20 Years Later, Kirby’s Still Got It

Kirby and the Amazing Mirror doesn’t reinvent the classic formula, but it does find ways to improve it.

Kirby Amazing Mirror
Inverse Recommends

Over the past three decades, Kirby games have changed very little. The eldritch horror learned to float and copy enemy abilities in the early ‘90s and has been riding high on that warp star since, becoming one of Nintendo’s most cherished and plush-like mascots. Though there have been a few underrated deviations like Kirby’s Pinball Land and Kirby Air Ride, most of the 39 (!) titles follow that simple flying and sucking formula.

Kirby and the Amazing Mirror is no different. It takes that classic gameplay loop and adds just enough new gameplay to make it one of the best platformers in Nintendo’s library. Released on April 15, 2004 in Japan (it came to America that October) for the Game Boy Advance, Amazing Mirror was one of the first games I ever truly got sucked into. Just like the stoic masked Meta Knight, who starts the game off getting pulled into a magic mirror by his dark doppelganger, you too will get enamored with this genre bending title. Splitting that mirror into eight pieces, he then sets his sights on the pink protagonist, splitting him into four different variations.

Kirby and the Amazing Mirror is about as close to an open world game as a side-scrolling platformer can be.


The main gimmick and selling point are these four Kirby clones, which can be controlled by up to four players in co-op mode. But if you don’t have any desire to play with friends — or in my case, no GBA link cable — the other Kirbies can still come in handy. While out exploring the world, you can call on them with a cellphone, instantly teleporting them to your location. For most of the game, calling them really isn’t needed or worth it, though. Every level can be handled solo and their early 2000s AI can sometimes cause more harm than good, ruining puzzles you were about to solve. But certain end-game boss fights become impossible to defeat without your posse.
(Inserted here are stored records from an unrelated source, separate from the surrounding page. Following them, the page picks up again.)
//! Synthetic grids and datasets with predictable values.
//!
//! These generators feed the command-line demo and the test suite. Values
//! depend only on the cell latitude, the level and the time index, so any
//! merge or regrid result can be checked by hand.

use crate::data::{Dataset, DebugInfo, Grid, GriddedValues, ValueTable};
use ndarray::Array4;

/// A global grid of `n_lon x n_lat` equal-angle cells.
///
/// Longitudes run from 0 to 360, latitudes from -90 to 90, centers sit in
/// the middle of each cell.
///
/// # Example
///
/// ```
/// use climops::synthetic::global_grid;
///
/// let grid = global_grid(4, 2);
/// assert_eq!(grid.shape(), (4, 2));
/// assert_eq!(grid.lon[[0, 0]], 45.0);
/// assert_eq!(grid.lat[[0, 1]], 45.0);
/// ```
pub fn global_grid(n_lon: usize, n_lat: usize) -> Grid {
    let dlon = 360.0 / n_lon.max(1) as f64;
    let dlat = 180.0 / n_lat.max(1) as f64;
    let lon: Vec<f64> = (0..n_lon).map(|i| dlon * (i as f64 + 0.5)).collect();
    let lat: Vec<f64> = (0..n_lat)
        .map(|j| -90.0 + dlat * (j as f64 + 0.5))
        .collect();
    Grid::rectilinear(&lon, &lat)
}

/// A regional grid whose first cell center is `(lon0, lat0)`.
pub fn regional_grid(lon0: f64, lat0: f64, step: f64, n_lon: usize, n_lat: usize) -> Grid {
    let lon: Vec<f64> = (0..n_lon).map(|i| lon0 + step * i as f64).collect();
    let lat: Vec<f64> = (0..n_lat).map(|j| lat0 + step * j as f64).collect();
    Grid::rectilinear(&lon, &lat)
}

/// `n` evenly spaced time stamps starting at `start`.
pub fn time_axis(start: f64, step: f64, n: usize) -> Vec<f64> {
    (0..n).map(|k| start + step * k as f64).collect()
}

/// Temperature-like values in Kelvin.
///
/// Warm at the equator (about 300 K), cold at the poles (about 240 K), one
/// kelvin cooler per level, and 0.01 K warmer per time step.
pub fn temperature_field(grid: &Grid, n_lev: usize, n_time: usize) -> Array4<f64> {
    let (n_lon, n_lat) = grid.shape();
    Array4::from_shape_fn((n_lon, n_lat, n_lev, n_time), |(i, j, k, t)| {
        let lat = grid.lat[[i, j]].to_radians();
        240.0 + 60.0 * lat.cos() - k as f64 + 0.01 * t as f64
    })
}

/// A monthly near-surface temperature dataset for one experiment.
pub fn experiment(grid: Grid, experiment: &str, time: Vec<f64>, tabular: bool) -> Dataset {
    let field = temperature_field(&grid, 1, time.len());
    let values = if tabular {
        GriddedValues::Tabular(ValueTable::from_dense(&field))
    } else {
        GriddedValues::Dense(field)
    };
    let n = time.len();
    let mut ds = Dataset::new("tas", grid, time, values);
    ds.model = "SYNTH-1".to_string();
    ds.domain = "GLB".to_string();
    ds.value_unit = "K".to_string();
    ds.ensembles = vec!["r1i1p1".to_string()];
    ds.files = vec![format!("tas_SYNTH-1_{}_r1i1p1.nc", experiment)];
    ds.experiment = experiment.to_string();
    ds.debug = DebugInfo {
        time_freq_str: "mon".to_string(),
    };
    ds.provenance
        .record(format!("synthetic: '{}' with {} time steps", experiment, n));
    ds
}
Though it gets less real estate on the back of the box, Kirby and the Amazing Mirror is about as close to an open world game as a side-scrolling platformer can be. The levels include the expected, like a forest and underwater, while others create a much more unique vibe like a haunted mansion or a mountain made of mustard.

In the hub world, there are eight different mirrors to unlock that each have two more mirrors inside them that you can visit. Most of these mirrors are intertwined through levels, allowing you to travel through a vest network of connected zones to go almost anywhere.

There’s a constant need to backtrack, but it doesn’t feel nearly as egregious as other platformers.


Littered throughout treasure chests in levels are collectible music notes and spray paints that require exploration to find. There can be a hidden door behind a tree or a puzzle that can only be solved by a certain ability. There’s a constant need to backtrack, but it doesn’t feel nearly as egregious as other platformers, skipping the need to hop into an over map just to find that one missing coin.

Outside of that, Kirby and the Amazing Mirror features amazing bosses, fun mini-games, and an ending you won’t see coming. It’s a game that can sometimes get lost in the massive mountain of Kirby content, but it deserves more love. Thankfully, you don’t need to buy an overpriced copy on the second-hand market if you want to play since it was added to the Nintendo Switch Online last year with some helpful new features. (Being able to rewind your game at a moment’s notice after losing an important ability, check out a copy of the manual to cheat at certain boss fights, or use the online function to play multiplayer without a cable, makes the experience objectively better.)

So give this Kirby a chance and get ready to relive a game that’s sure to awaken your inner child.